Supplied records START
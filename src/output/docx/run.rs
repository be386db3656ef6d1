//! Styled text runs (`w:r`)

use crate::output::docx::markup::XmlElement;

/// Character formatting applied to a run
#[derive(Debug, Clone, Copy, PartialEq, Eq, Default)]
pub struct RunStyle {
    pub font: Option<&'static str>,
    /// Size in half-points, as `w:sz` expects
    pub half_points: Option<u32>,
    pub underline: Option<&'static str>,
    /// Hex RGB without `#`
    pub color: Option<&'static str>,
}

impl RunStyle {
    /// Blue underlined Calibri 13.5pt
    pub const HYPERLINK: RunStyle = RunStyle {
        font: Some("Calibri"),
        half_points: Some(27),
        underline: Some("single"),
        color: Some("0000FF"),
    };

    pub const PLAIN: RunStyle = RunStyle {
        font: None,
        half_points: None,
        underline: None,
        color: None,
    };

    fn is_plain(&self) -> bool {
        *self == Self::PLAIN
    }

    /// `w:rPr` element, children in schema order
    fn to_xml(self) -> XmlElement {
        let mut props = XmlElement::new("w:rPr");

        if let Some(font) = self.font {
            props.push(
                XmlElement::new("w:rFonts")
                    .attr("w:ascii", font)
                    .attr("w:hAnsi", font),
            );
        }
        if let Some(color) = self.color {
            props.push(XmlElement::new("w:color").attr("w:val", color));
        }
        if let Some(size) = self.half_points {
            props.push(XmlElement::new("w:sz").attr("w:val", size.to_string()));
        }
        if let Some(underline) = self.underline {
            props.push(XmlElement::new("w:u").attr("w:val", underline));
        }

        props
    }
}

/// Builds a `w:r` element with text and optional formatting
#[derive(Debug, Clone)]
pub struct RunBuilder {
    text: String,
    style: RunStyle,
}

impl RunBuilder {
    pub fn new(text: impl Into<String>) -> Self {
        Self {
            text: text.into(),
            style: RunStyle::PLAIN,
        }
    }

    pub fn style(mut self, style: RunStyle) -> Self {
        self.style = style;
        self
    }

    pub fn build(self) -> XmlElement {
        let mut run = XmlElement::new("w:r");
        if !self.style.is_plain() {
            run.push(self.style.to_xml());
        }
        run.push(
            XmlElement::new("w:t")
                .attr("xml:space", "preserve")
                .text(self.text),
        );
        run
    }
}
Supplied records END
- [Assignment]
Look above for the line holding "fn is_plain(&self) ->", then set down exactly that line and every line after it up to and including the line holding "#[derive(Debug, Clone)]", with nothing else.

- [Problem solution]
    fn is_plain(&self) -> bool {
        *self == Self::PLAIN
    }

    /// `w:rPr` element, children in schema order
    fn to_xml(self) -> XmlElement {
        let mut props = XmlElement::new("w:rPr");

        if let Some(font) = self.font {
            props.push(
                XmlElement::new("w:rFonts")
                    .attr("w:ascii", font)
                    .attr("w:hAnsi", font),
            );
        }
        if let Some(color) = self.color {
            props.push(XmlElement::new("w:color").attr("w:val", color));
        }
        if let Some(size) = self.half_points {
            props.push(XmlElement::new("w:sz").attr("w:val", size.to_string()));
        }
        if let Some(underline) = self.underline {
            props.push(XmlElement::new("w:u").attr("w:val", underline));
        }

        props
    }
}

/// Builds a `w:r` element with text and optional formatting
#[derive(Debug, Clone)]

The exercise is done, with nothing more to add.